Jacqueline Alderson, new DataX Director of Director of Tech and Human Performance, and Special Advisor for the Los Angeles Olympics,

Jacqueline Alderson Joins UCLA DataX as Director of Tech and Human Performance

We all stand to benefit immensely from her vision and expertise in research leadership and training, academic-industry collaboration, and principled innovation.

Safiya Umoja Noble, Faculty Director of the Center for Resilience & Data Justice, and Faculty Director of Data Justice and Data in Society at DataX

Professor Jacqueline Alderson, renowned scientist and tech innovator, has joined UCLA DataX as Director of Tech and Human Performance, and Special Advisor for the Los Angeles Olympics, LA28. 

An international research leader in wearable and sensor-based technologies, machine learning, and pro-public technology development, Alderson has led the field of biomechanics in frontier applications of data and artificial intelligence for health and sport, as well as in the development of blue-sky research on digital human twins. She has over 250 publications and has supervised over 75 research students to completion (including 27 Ph.D.s). 

Alderson joins UCLA from her role as co-founder and Tech Director of the Tech & Policy Lab at the University of Western Australia, where she was a professor and tenured faculty member for 25 years. She is also an Adjunct Professor of Biomechanics at Griffith University and Visiting Fellow at the School of Regulation and Global Governance at the Australian National University. 

Alderson was a key member of the UWA Biomechanics Group, a center of clinical and sports science excellence to the world's best athletes and global sporting organizations. She served on the International Cricket Council’s Panel of Human Movement Experts and helped lead the regulatory testing of illegal bowling actions for nearly two decades. 

In 2020, as her pipeline of Ph.D. graduates shifted from being highly sought-after by organizations such as the New York Yankees, Australian Institute of Sport, and International Tennis Federation to multinational tech companies tracking workers and citizens, Alderson had a major career pivot. Since that time, she has brought together transdisciplinary collaborations to interrogate the development and governance of human monitoring, placing her in a front row seat on critical challenges of digital justice.

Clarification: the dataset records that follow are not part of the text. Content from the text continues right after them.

//! [`RuntimeGateway`] over the Docker Engine API.
mod convert;
pub use convert::{size_from_tar_header, to_raw_container};

use std::{collections::HashMap, path::Path};

use async_trait::async_trait;
use bollard::{
    API_DEFAULT_VERSION, Docker,
    container::{
        Config, CreateContainerOptions, DownloadFromContainerOptions, ListContainersOptions,
        LogOutput, LogsOptions, RemoveContainerOptions,
    },
    errors::Error as DockerError,
    image::CreateImageOptions,
    models::HostConfig,
};
use futures::{Stream, StreamExt, future};
use tracing::{debug, error, info, instrument, trace};

use pvx_core::{GatewayError, LogStream, RawContainer, RuntimeGateway};
use pvx_model::{ContainerConfig, ContainerId, short_id};

use crate::BackendError;

use convert::{is_not_found, map_err};

const SOCKET_TIMEOUT_SECS: u64 = 120;

/// Docker-backed runtime gateway. Cheap to clone.
#[derive(Clone, Debug)]
pub struct DockerGateway {
    docker: Docker,
}

impl DockerGateway {
    /// Connect through `DOCKER_HOST` or the platform default socket.
    pub fn connect_local() -> Result<Self, BackendError> {
        let docker =
            Docker::connect_with_local_defaults().map_err(|e| BackendError::Runtime(e.to_string()))?;
        Ok(Self { docker })
    }

    /// Connect through an explicit unix socket.
    pub fn connect_socket(path: &Path) -> Result<Self, BackendError> {
        let path = path
            .to_str()
            .ok_or_else(|| BackendError::InvalidConfig(format!("non-utf8 socket path {path:?}")))?;
        let docker = Docker::connect_with_socket(path, SOCKET_TIMEOUT_SECS, API_DEFAULT_VERSION)
            .map_err(|e| BackendError::Runtime(e.to_string()))?;
        Ok(Self { docker })
    }

    /// Round-trip to the daemon.
    pub async fn ping(&self) -> Result<(), GatewayError> {
        self.docker
            .ping()
            .await
            .map(|_| ())
            .map_err(|e| GatewayError::RuntimeUnavailable(e.to_string()))
    }

    /// Start a freshly created container. A container that fails to start is removed again.
    async fn start_or_discard(&self, full_id: &str) -> Result<ContainerId, GatewayError> {
        let id = short_id(full_id);
        let err = match self.docker.start_container::<String>(full_id, None).await {
            Ok(()) => {
                info!(container = %id, "container started");
                return Ok(id);
            }
            Err(e) => map_err(e, |r| GatewayError::CreateFailed(format!("start: {r}"))),
        };

        if let Err(cleanup) = self.remove_container(full_id).await {
            error!(container = %id, error = %cleanup, "failed to remove container that did not start");
        }
        Err(err)
    }
}

/// Adapt a Docker log stream. Dropping the result drops the underlying request;
/// the stream ends after the first error.
fn log_chunks<S>(id: String, logs: S) -> LogStream
where
    S: Stream<Item = Result<LogOutput, DockerError>> + Send + 'static,
{
    let mut failed = false;
    logs.map(move |chunk| {
        chunk
            .map(|out| out.into_bytes().to_vec())
            .map_err(|e| GatewayError::LogsFailed {
                id: id.clone(),
                reason: e.to_string(),
            })
    })
    .take_while(move |item| {
        let keep = !failed;
        failed |= item.is_err();
        future::ready(keep)
    })
    .boxed()
}

#[async_trait]
impl RuntimeGateway for DockerGateway {
    async fn list_containers(&self) -> Result<Vec<RawContainer>, GatewayError> {
        let filters = HashMap::from([("status".to_string(), vec!["running".to_string()])]);
        let opts = ListContainersOptions::<String> {
            all: false,
            filters,
            ..Default::default()
        };

        let summaries = self
            .docker
            .list_containers(Some(opts))
            .await
            .map_err(|e| GatewayError::RuntimeUnavailable(e.to_string()))?;
        trace!(count = summaries.len(), "docker list");
        Ok(summaries.into_iter().filter_map(to_raw_container).collect())
    }

    #[instrument(level = "debug", skip(self, config), fields(image = config.image()))]
    async fn create_container(
        &self,
        config: &ContainerConfig,
    ) -> Result<ContainerId, GatewayError> {
        let labels: HashMap<String, String> = config.labels().clone().into();
        let body = Config {
            image: Some(config.image().to_string()),
            env: Some(config.env().to_assignments()),
            labels: Some(labels),
            tty: Some(config.tty()),
            host_config: Some(HostConfig {
                auto_remove: Some(false),
                ..Default::default()
            }),
            ..Default::default()
        };

        let created = self
            .docker
            .create_container(None::<CreateContainerOptions<String>>, body)
            .await
            .map_err(|e| map_err(e, GatewayError::CreateFailed))?;
        self.start_or_discard(&created.id).await
    }

    async fn remove_container(&self, id: &str) -> Result<(), GatewayError> {
        let opts = RemoveContainerOptions {
            force: true,
            v: true,
            ..Default::default()
        };
        self.docker
            .remove_container(id, Some(opts))
            .await
            .map_err(|e| {
                map_err(e, |reason| GatewayError::RemoveFailed {
                    id: id.to_string(),
                    reason,
                })
            })?;
        info!(container = id, "container removed");
        Ok(())
    }

    async fn pull_image(&self, image: &str) -> Result<(), GatewayError> {
        let opts = CreateImageOptions {
            from_image: image.to_string(),
            ..Default::default()
        };
        let mut progress = self.docker.create_image(Some(opts), None, None);

        while let Some(step) = progress.next().await {
            let step = step.map_err(|e| {
                map_err(e, |reason| GatewayError::PullFailed {
                    image: image.to_string(),
                    reason,
                })
            })?;
            if let Some(status) = step.status {
                debug!(image, %status, "pull");
            }
        }
        info!(image, "image pulled");
        Ok(())
    }

    fn stream_logs(&self, id: &str) -> LogStream {
        let opts = LogsOptions::<String> {
            follow: true,
            stdout: true,
            ..Default::default()
        };
        trace!(container = id, "following logs");
        log_chunks(id.to_string(), self.docker.logs(id, Some(opts)))
    }

    async fn stat_path(&self, id: &str, path: &str) -> Result<Option<u64>, GatewayError> {
        let opts = DownloadFromContainerOptions {
            path: path.to_string(),
        };
        let mut archive = self.docker.download_from_container(id, Some(opts));

        let mut header = Vec::with_capacity(512);
        while header.len() < 512 {
            match archive.next().await {
                Some(Ok(bytes)) => header.extend_from_slice(&bytes),
                Some(Err(e)) if is_not_found(&e) => return Ok(None),
                Some(Err(e)) => {
                    return Err(GatewayError::StatFailed {
                        id: id.to_string(),
                        path: path.to_string(),
                        reason: e.to_string(),
                    });
                }
                None => break,
            }
        }

        size_from_tar_header(&header)
            .map(Some)
            .ok_or_else(|| GatewayError::StatFailed {
                id: id.to_string(),
                path: path.to_string(),
                reason: "malformed archive header".into(),
            })
    }
}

“We could not be more thrilled by this appointment,” said Professor Safiya Umoja Noble, David O. Sears Presidential Endowed Chair of Social Sciences and Faculty Director of Data Justice and Critical Data Studies. “Professor Alderson brings an exceptional suite of skills to DataX and the Center on Resilience & Digital Justice. We all stand to benefit immensely from her vision and expertise in research leadership and training, academic-industry collaboration, and principled innovation — an approach that celebrates and leans into friction, complexity, and rigor.”  

The appointment will see Alderson develop and lead a world-class research program in technology and human performance, alongside collaborating with key faculty and external leaders to build out a strategic vision for a center of research and educational excellence at the intersection of technology, data, health, sport, ethics, and governance. Drawing on three decades of innovative research collaborations across science, engineering, social sciences, and the humanities, she will help architect UCLA's approach to the Los Angeles Olympics as well as lead collaborations with cultural, artistic, educational, and sporting organizations that share DataX's commitment to interdisciplinary leadership in data science and data justice.

Alderson is a Fellow of the International Society of Biomechanics and the International Society of Biomechanics in Sports and has served repeat terms as an Executive Council member and Director of both Societies. In 2023 she received the inaugural Fulbright-American Chamber of Commerce in Australia Professional Alliance Award, spending Spring 2024 as a Fulbright Senior Scholar and Visiting Professor of Bioengineering at Stanford University. In 2024 Alderson was awarded the prestigious ISBS Geoffrey Dyson Award for career achievement in sports biomechanics. She holds a Bachelor of Science degree with Honors and earned her Ph.D. in Biomechanics from the University of Western Australia.